Neuropsychological Profile of Patients with Parkinson’s Disease without DementiaJanvin C. · Aarsland D. · Larsen J.P. · Hugdahl K.
aSection of Geriatric Psychiatry, Rogaland Psychiatric Hospital, and bDepartment of Neurology, Rogaland Central Hospital, Stavanger; cDepartment of Biological and Medical Psychology, University of Bergen, Norway
Cognitive deficits are often associated with Parkinson’s disease (PD), although their prevalence in PD patients without dementia is still unknown. In order to describe the neuropsychological profile of PD patients without dementia, a sample of 103 PD patients was compared with a control group consisting of 38 healthy elderly subjects. Psychometric assessment consisted of the Mini Mental State Examination, the Dementia Rating Scale and a battery of neuropsychological tests.
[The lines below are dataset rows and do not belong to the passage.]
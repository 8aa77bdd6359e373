use crate::models::ValidationError;
use crate::storage::StoreError;
use axum::http::StatusCode;
use tracing::error;

#[derive(Debug)]
pub struct AppError {
    pub status: StatusCode,
    pub message: String,
}

impl AppError {
    pub fn bad_request(message: impl Into<String>) -> Self {
        Self {
            status: StatusCode::BAD_REQUEST,
            message: message.into(),
        }
    }

    pub fn not_found(message: impl Into<String>) -> Self {
        Self {
            status: StatusCode::NOT_FOUND,
            message: message.into(),
        }
    }

    pub fn conflict(message: impl Into<String>) -> Self {
        Self {
            status: StatusCode::CONFLICT,
            message: message.into(),
        }
    }

    pub fn internal(err: impl std::error::Error) -> Self {
        error!("internal error: {err}");
        Self {
            status: StatusCode::INTERNAL_SERVER_ERROR,
            message: err.to_string(),
        }
    }
}

impl From<std::io::Error> for AppError {
    fn from(err: std::io::Error) -> Self {
        Self::internal(err)
    }
}

impl From<ValidationError> for AppError {
    fn from(err: ValidationError) -> Self {
        Self::bad_request(err.to_string())
    }
}

impl From<StoreError> for AppError {
    fn from(err: StoreError) -> Self {
        match err {
            StoreError::NotFound => Self::not_found(err.to_string()),
            StoreError::DateConflict(_) => Self::conflict(err.to_string()),
            other => Self::internal(other),
        }
    }
}

impl axum::response::IntoResponse for AppError {
    fn into_response(self) -> axum::response::Response {
        (self.status, self.message).into_response()
    }
}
The Beck Depression Inventory was used to assess depression in PD patients. Dementia was diagnosed in 27 patients. Among non-demented subjects, 34 (45%) had no cognitive impairment and 42 (55%) had a mild cognitive impairment. Subjects with mild cognitive impairment were older, had a later onset of the disease, and more severe motor symptoms than cognitively intact subjects. Identification of mild cognitive impairment is important, since these symptoms are important for patient management and may also facilitate to determine prognosis.